- [GOAL OF THE EXERCISE]:
The answer is the set of lines that include "prelude", copied from the data below.

- [EXTRACTED DATA]:
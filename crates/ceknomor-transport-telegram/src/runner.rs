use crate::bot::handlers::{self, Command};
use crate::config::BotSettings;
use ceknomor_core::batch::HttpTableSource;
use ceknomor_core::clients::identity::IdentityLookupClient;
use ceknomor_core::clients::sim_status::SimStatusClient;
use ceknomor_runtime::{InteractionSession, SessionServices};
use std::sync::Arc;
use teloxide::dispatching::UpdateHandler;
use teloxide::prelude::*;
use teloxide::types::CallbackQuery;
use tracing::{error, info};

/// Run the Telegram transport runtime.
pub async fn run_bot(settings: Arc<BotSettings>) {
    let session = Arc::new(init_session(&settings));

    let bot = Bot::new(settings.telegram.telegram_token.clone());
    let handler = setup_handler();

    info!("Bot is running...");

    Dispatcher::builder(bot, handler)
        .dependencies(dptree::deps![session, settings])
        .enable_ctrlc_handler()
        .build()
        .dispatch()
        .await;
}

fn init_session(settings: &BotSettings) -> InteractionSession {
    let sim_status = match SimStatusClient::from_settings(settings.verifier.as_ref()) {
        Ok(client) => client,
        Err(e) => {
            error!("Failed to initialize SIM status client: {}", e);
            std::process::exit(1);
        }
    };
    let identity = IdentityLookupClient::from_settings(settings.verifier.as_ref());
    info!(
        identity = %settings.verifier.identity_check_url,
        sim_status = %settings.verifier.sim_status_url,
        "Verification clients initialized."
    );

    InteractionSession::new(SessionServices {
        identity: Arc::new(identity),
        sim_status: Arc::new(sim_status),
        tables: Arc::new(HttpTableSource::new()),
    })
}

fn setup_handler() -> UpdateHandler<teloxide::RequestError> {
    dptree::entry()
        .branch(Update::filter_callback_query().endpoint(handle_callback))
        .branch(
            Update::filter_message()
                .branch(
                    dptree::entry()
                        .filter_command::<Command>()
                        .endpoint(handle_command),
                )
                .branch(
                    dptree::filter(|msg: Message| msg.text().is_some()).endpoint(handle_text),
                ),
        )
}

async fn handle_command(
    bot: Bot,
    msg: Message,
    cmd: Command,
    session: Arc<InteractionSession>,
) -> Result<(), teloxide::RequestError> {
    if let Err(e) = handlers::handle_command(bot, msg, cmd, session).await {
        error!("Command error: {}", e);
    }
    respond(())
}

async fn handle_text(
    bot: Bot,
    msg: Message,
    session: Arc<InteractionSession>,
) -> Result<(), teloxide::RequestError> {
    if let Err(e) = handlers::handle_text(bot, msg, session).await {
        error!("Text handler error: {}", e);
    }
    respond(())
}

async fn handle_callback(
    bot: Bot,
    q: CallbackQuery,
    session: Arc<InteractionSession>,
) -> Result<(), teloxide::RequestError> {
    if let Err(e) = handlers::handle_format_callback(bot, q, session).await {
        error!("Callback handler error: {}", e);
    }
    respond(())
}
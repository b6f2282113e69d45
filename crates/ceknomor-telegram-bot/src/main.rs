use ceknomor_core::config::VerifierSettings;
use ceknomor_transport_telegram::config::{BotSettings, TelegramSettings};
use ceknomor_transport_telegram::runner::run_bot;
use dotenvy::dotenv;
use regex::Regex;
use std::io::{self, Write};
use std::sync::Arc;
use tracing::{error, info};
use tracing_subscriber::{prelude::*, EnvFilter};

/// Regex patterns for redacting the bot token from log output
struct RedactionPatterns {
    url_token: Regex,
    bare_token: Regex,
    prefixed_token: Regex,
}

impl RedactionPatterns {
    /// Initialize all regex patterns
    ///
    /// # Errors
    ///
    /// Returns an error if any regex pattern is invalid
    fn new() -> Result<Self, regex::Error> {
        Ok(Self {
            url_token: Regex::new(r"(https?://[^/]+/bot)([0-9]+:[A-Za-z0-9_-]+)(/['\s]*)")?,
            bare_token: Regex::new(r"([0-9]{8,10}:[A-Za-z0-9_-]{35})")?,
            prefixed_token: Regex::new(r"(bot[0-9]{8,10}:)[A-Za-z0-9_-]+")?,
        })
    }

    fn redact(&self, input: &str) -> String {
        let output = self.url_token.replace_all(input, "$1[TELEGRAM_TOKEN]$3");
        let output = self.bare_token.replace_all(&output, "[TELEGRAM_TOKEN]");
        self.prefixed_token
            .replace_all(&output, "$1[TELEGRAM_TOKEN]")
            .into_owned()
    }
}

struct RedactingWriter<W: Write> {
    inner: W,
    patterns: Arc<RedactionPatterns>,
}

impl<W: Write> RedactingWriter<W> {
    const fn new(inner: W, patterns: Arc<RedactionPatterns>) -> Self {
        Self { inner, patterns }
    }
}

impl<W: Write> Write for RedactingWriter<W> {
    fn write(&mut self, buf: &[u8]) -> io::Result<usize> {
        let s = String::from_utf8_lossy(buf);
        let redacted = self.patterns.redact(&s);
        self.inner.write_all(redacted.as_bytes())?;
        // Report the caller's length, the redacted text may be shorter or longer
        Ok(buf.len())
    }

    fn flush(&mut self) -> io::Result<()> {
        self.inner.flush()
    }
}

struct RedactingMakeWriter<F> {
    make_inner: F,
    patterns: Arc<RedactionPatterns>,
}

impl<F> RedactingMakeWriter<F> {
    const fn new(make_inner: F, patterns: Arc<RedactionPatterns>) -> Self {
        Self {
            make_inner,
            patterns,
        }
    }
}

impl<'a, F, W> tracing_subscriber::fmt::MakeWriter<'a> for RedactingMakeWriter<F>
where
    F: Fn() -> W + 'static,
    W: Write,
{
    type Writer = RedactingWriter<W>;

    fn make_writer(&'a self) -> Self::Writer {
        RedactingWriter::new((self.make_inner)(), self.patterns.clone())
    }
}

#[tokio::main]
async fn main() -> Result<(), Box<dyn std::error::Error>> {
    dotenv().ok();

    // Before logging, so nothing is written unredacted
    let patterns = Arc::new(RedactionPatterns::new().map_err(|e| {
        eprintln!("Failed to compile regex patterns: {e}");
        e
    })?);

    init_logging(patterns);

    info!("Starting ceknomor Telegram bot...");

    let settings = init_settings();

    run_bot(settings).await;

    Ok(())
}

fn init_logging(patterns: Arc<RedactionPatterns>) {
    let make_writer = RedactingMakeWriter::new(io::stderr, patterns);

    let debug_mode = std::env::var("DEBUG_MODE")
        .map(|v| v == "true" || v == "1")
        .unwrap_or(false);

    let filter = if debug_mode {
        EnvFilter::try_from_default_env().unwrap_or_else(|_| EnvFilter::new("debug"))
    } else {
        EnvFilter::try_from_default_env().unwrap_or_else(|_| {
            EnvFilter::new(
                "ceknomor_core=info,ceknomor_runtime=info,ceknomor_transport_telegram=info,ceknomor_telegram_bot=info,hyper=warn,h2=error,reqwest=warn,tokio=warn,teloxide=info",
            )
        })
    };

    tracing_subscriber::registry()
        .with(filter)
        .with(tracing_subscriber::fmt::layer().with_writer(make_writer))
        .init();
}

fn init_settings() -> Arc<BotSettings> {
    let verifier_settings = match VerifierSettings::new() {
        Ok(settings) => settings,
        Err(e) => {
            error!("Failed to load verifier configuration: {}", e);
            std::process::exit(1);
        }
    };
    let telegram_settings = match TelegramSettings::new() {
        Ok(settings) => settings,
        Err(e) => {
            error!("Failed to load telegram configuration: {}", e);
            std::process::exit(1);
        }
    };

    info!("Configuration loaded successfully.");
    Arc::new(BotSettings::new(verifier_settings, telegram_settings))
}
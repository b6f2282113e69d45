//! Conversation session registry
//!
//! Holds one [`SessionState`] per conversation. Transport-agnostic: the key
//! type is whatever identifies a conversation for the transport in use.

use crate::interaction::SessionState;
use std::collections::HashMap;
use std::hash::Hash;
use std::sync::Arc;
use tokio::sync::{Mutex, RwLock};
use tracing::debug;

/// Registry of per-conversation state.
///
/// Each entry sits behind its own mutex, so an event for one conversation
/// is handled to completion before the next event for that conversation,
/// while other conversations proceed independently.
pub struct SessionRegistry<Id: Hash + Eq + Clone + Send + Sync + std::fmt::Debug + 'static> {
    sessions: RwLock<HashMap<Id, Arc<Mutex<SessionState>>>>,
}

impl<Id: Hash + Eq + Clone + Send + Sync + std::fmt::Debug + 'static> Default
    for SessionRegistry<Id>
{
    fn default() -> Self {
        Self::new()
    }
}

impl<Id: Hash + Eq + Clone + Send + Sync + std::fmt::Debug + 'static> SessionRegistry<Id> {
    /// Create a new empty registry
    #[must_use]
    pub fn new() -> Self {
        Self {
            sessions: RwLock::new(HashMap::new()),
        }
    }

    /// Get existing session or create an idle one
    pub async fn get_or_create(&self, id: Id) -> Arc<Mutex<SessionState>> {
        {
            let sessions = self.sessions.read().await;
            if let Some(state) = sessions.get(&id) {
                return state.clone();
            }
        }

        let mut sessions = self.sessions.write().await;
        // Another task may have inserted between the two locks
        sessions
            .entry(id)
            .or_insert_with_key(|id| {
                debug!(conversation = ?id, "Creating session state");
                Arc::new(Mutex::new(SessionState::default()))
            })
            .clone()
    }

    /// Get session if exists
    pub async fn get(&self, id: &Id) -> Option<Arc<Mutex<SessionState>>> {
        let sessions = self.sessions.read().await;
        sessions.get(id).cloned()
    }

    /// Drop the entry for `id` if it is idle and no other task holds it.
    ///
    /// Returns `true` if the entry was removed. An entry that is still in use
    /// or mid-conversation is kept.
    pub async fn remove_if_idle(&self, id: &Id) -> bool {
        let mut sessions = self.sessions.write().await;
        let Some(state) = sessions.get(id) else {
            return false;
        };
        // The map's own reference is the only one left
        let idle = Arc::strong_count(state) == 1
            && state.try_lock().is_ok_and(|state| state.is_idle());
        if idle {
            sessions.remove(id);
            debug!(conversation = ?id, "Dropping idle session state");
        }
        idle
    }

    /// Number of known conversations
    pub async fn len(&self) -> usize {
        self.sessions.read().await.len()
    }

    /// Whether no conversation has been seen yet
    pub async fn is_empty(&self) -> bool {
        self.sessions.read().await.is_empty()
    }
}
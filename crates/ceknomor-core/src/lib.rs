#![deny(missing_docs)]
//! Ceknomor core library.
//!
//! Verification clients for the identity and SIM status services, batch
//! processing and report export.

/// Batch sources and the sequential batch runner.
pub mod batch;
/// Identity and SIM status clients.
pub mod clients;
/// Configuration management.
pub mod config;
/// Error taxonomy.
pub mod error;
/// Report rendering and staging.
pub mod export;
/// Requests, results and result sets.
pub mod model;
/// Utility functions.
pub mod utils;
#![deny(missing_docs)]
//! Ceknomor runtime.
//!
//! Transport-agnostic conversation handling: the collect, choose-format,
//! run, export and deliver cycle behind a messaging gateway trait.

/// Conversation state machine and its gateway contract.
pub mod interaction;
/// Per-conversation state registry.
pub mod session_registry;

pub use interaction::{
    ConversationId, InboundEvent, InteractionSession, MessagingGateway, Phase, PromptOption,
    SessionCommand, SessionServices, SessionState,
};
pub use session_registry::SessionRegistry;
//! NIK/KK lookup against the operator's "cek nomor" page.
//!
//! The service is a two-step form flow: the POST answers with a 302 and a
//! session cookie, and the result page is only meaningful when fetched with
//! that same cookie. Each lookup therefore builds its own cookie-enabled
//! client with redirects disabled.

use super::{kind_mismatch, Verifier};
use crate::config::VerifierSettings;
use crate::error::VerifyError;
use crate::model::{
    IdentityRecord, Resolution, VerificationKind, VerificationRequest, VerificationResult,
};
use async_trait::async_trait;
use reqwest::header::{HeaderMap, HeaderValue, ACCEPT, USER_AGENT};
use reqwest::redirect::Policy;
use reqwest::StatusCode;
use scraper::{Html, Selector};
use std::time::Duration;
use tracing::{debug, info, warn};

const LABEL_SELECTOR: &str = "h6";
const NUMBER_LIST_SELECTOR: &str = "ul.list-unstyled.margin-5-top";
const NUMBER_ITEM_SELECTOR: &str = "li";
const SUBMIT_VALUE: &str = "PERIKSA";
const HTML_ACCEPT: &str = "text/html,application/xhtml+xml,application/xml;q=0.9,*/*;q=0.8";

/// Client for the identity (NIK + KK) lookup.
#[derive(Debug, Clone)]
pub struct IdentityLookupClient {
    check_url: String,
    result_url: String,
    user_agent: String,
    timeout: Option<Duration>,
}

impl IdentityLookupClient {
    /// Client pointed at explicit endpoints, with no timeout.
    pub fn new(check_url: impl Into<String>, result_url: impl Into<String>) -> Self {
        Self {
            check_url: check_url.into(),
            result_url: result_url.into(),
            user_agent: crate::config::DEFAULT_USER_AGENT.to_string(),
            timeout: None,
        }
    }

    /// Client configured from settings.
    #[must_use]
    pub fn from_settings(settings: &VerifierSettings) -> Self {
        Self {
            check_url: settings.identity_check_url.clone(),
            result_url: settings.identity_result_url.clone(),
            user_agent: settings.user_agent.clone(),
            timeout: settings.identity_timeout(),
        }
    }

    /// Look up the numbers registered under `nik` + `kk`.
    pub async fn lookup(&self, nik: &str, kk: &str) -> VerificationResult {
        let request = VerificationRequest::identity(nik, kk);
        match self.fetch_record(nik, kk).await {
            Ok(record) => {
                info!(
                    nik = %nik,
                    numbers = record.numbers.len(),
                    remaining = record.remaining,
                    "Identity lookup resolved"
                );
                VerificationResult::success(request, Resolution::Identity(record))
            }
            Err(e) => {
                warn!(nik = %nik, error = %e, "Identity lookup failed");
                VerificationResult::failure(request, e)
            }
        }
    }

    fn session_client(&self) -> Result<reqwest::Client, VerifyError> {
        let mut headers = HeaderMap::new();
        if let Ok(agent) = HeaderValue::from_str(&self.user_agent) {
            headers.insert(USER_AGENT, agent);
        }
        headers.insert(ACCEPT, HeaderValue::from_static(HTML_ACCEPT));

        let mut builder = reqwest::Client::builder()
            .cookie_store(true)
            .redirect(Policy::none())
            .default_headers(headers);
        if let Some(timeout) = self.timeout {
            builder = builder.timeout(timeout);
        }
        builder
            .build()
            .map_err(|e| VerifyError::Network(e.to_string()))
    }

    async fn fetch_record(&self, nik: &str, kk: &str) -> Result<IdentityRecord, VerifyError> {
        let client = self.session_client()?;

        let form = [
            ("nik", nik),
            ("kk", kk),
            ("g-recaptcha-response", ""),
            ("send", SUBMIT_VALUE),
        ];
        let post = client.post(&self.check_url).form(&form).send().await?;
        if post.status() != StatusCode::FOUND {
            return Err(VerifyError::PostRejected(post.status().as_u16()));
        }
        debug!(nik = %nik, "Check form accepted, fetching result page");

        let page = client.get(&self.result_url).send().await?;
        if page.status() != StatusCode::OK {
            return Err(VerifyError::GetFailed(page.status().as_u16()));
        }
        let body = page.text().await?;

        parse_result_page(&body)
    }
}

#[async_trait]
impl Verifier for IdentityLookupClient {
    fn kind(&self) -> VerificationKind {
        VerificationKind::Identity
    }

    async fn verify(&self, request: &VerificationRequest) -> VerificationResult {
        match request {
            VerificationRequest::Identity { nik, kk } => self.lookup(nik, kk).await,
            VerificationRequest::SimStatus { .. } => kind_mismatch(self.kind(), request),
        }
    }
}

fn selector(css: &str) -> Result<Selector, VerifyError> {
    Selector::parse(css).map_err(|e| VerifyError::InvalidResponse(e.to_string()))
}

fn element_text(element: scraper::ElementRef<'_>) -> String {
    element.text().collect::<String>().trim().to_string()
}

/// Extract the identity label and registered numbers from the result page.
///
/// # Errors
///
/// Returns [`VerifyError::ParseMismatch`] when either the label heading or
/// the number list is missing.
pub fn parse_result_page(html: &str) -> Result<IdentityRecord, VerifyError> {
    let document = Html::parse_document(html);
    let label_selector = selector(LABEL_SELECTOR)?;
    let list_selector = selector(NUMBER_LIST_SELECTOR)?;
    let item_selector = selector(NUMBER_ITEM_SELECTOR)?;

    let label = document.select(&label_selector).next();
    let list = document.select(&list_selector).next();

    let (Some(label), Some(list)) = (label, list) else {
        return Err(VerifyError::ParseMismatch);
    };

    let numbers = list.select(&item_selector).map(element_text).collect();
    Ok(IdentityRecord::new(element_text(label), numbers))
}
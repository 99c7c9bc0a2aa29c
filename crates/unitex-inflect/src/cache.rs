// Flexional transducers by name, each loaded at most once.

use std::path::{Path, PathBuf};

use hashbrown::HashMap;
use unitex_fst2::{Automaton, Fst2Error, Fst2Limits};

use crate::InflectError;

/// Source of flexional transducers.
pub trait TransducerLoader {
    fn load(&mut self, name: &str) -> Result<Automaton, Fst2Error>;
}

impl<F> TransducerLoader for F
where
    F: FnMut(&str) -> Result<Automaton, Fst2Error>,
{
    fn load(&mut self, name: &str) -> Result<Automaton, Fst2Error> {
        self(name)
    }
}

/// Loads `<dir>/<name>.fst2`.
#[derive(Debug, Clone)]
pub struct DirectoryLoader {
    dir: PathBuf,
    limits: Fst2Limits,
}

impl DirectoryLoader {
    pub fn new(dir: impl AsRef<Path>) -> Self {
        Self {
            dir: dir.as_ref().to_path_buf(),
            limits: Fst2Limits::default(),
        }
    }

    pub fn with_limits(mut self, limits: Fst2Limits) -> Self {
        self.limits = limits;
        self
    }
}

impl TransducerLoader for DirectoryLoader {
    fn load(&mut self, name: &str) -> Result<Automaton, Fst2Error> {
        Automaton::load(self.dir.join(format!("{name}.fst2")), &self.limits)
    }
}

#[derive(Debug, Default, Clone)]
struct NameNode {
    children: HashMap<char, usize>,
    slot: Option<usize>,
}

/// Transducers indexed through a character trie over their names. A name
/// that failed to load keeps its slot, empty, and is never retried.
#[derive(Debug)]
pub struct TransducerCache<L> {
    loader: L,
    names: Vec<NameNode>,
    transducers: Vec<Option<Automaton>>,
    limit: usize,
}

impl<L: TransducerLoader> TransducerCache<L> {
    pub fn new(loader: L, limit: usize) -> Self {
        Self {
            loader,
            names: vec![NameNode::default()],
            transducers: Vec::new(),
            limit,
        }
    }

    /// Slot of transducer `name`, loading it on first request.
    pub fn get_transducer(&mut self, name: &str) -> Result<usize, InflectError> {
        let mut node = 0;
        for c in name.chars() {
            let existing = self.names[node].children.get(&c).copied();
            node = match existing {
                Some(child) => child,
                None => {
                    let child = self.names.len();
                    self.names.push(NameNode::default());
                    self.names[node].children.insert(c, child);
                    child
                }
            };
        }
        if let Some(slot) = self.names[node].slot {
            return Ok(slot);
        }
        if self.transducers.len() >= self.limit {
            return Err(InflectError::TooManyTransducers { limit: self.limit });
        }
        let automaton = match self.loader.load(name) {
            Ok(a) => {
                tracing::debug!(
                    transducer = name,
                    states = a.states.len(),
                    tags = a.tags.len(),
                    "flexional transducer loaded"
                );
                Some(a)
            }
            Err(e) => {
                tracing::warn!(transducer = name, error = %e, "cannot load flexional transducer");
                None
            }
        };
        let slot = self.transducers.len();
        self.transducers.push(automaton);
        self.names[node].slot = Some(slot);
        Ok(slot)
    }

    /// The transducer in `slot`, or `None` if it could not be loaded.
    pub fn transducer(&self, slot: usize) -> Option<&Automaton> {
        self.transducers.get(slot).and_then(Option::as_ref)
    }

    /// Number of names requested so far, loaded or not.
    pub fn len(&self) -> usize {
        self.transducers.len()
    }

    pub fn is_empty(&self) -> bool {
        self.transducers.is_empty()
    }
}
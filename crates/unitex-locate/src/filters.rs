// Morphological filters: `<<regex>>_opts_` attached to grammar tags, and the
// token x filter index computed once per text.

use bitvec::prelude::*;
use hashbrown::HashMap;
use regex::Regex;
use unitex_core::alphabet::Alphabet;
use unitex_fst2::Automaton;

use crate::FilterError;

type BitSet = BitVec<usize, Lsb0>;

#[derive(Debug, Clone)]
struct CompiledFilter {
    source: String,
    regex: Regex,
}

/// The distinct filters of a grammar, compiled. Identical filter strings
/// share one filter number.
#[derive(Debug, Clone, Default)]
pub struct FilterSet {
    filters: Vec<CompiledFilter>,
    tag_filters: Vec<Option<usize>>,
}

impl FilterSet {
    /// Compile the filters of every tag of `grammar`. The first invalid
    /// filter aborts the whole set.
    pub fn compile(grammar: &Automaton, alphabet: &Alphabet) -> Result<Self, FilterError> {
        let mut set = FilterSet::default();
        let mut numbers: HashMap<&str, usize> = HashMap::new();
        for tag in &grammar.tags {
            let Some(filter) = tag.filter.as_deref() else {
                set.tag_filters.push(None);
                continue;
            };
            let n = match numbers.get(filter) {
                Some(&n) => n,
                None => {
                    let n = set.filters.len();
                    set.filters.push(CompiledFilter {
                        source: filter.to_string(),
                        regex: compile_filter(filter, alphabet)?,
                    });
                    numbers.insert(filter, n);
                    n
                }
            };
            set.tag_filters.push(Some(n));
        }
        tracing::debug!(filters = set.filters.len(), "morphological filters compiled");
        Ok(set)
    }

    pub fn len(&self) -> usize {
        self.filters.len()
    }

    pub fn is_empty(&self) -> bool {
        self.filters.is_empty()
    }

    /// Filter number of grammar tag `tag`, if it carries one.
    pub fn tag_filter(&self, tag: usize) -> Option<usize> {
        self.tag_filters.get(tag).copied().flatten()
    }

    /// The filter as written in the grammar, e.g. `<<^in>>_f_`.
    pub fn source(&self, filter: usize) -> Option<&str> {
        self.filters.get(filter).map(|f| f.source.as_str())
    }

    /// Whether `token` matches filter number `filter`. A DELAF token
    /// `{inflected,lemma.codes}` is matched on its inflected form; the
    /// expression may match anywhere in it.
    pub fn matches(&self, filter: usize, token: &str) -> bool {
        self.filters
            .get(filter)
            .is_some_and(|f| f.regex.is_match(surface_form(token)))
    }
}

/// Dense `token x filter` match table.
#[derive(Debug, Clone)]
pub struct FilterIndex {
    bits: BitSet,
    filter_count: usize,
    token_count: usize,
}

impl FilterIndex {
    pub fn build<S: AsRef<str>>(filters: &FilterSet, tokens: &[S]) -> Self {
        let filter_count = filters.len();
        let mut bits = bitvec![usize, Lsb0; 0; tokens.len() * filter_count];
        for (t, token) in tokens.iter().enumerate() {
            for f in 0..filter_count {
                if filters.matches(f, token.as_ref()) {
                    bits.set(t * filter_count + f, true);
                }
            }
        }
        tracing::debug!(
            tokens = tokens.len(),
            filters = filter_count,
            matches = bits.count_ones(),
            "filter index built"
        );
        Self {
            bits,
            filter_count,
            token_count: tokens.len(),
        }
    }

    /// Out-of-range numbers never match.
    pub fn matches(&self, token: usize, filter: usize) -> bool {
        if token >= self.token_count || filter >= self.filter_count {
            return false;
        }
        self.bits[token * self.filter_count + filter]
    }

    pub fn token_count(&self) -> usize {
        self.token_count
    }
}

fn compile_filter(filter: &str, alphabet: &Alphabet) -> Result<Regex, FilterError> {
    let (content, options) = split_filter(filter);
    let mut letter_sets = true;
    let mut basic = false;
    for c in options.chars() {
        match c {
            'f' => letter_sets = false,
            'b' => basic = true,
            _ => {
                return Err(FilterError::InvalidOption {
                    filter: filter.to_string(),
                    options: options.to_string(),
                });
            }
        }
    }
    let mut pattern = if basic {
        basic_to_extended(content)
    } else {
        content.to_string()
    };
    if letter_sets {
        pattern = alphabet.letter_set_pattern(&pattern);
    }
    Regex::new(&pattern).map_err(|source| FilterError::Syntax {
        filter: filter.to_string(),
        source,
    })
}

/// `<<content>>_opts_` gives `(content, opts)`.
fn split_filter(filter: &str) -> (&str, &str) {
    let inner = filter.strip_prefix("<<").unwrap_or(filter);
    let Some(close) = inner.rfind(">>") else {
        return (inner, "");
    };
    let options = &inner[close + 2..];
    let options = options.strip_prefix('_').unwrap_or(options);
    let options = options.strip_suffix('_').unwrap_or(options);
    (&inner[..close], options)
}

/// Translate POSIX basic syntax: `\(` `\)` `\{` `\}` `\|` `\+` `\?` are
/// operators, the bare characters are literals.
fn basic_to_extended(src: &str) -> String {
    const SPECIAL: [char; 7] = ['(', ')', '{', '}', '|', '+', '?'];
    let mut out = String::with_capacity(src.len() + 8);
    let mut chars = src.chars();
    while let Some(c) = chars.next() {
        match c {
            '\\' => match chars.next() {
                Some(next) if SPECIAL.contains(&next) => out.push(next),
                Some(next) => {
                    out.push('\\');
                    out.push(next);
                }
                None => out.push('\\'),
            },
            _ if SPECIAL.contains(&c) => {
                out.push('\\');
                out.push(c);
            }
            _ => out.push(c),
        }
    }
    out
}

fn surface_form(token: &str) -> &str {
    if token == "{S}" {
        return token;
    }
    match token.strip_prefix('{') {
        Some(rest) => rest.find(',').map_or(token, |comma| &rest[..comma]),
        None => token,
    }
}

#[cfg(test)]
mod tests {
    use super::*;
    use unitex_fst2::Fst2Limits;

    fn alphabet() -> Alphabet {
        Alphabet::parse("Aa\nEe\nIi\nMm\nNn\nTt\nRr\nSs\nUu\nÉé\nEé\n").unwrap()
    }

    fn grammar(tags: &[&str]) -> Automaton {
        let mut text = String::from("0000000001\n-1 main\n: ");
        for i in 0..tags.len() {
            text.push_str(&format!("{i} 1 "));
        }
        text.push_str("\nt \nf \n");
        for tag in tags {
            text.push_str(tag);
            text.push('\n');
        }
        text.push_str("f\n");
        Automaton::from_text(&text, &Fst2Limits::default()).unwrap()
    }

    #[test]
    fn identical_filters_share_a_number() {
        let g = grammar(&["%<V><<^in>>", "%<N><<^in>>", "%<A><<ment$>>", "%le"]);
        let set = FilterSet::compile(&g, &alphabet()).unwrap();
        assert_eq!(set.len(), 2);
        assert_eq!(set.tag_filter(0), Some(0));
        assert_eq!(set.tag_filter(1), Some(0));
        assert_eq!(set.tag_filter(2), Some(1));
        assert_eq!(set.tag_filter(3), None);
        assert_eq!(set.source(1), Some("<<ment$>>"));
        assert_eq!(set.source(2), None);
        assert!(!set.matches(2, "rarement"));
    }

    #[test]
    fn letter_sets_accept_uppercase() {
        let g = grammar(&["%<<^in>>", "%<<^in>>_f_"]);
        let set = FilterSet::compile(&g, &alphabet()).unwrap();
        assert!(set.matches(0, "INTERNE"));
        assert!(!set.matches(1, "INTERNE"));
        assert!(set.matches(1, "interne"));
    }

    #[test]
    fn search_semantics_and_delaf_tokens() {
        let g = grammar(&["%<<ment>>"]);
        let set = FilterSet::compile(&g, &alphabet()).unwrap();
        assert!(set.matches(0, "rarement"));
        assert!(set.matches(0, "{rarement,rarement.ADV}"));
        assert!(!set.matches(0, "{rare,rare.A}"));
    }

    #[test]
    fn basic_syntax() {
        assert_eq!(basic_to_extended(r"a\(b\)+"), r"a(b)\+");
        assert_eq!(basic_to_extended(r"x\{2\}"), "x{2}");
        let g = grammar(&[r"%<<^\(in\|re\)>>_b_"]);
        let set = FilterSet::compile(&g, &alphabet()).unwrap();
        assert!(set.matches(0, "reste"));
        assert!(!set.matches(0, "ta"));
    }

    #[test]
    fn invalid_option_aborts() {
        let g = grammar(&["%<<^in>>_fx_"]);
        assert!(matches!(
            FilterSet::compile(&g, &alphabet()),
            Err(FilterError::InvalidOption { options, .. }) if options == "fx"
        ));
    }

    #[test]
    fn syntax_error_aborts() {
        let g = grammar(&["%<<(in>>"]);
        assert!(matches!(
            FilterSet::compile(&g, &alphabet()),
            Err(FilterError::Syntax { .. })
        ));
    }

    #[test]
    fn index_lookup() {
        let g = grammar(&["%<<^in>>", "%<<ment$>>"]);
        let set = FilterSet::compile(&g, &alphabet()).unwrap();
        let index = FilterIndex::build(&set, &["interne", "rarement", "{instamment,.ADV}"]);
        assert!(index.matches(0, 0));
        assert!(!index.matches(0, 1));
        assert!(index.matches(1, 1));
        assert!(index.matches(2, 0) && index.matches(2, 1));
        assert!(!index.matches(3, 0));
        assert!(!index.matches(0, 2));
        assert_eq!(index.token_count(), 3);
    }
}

- [TASK OUTPUT]:
use teloxide::prelude::*;
use tracing_subscriber::{prelude::*, EnvFilter};
use bitvec::prelude::*;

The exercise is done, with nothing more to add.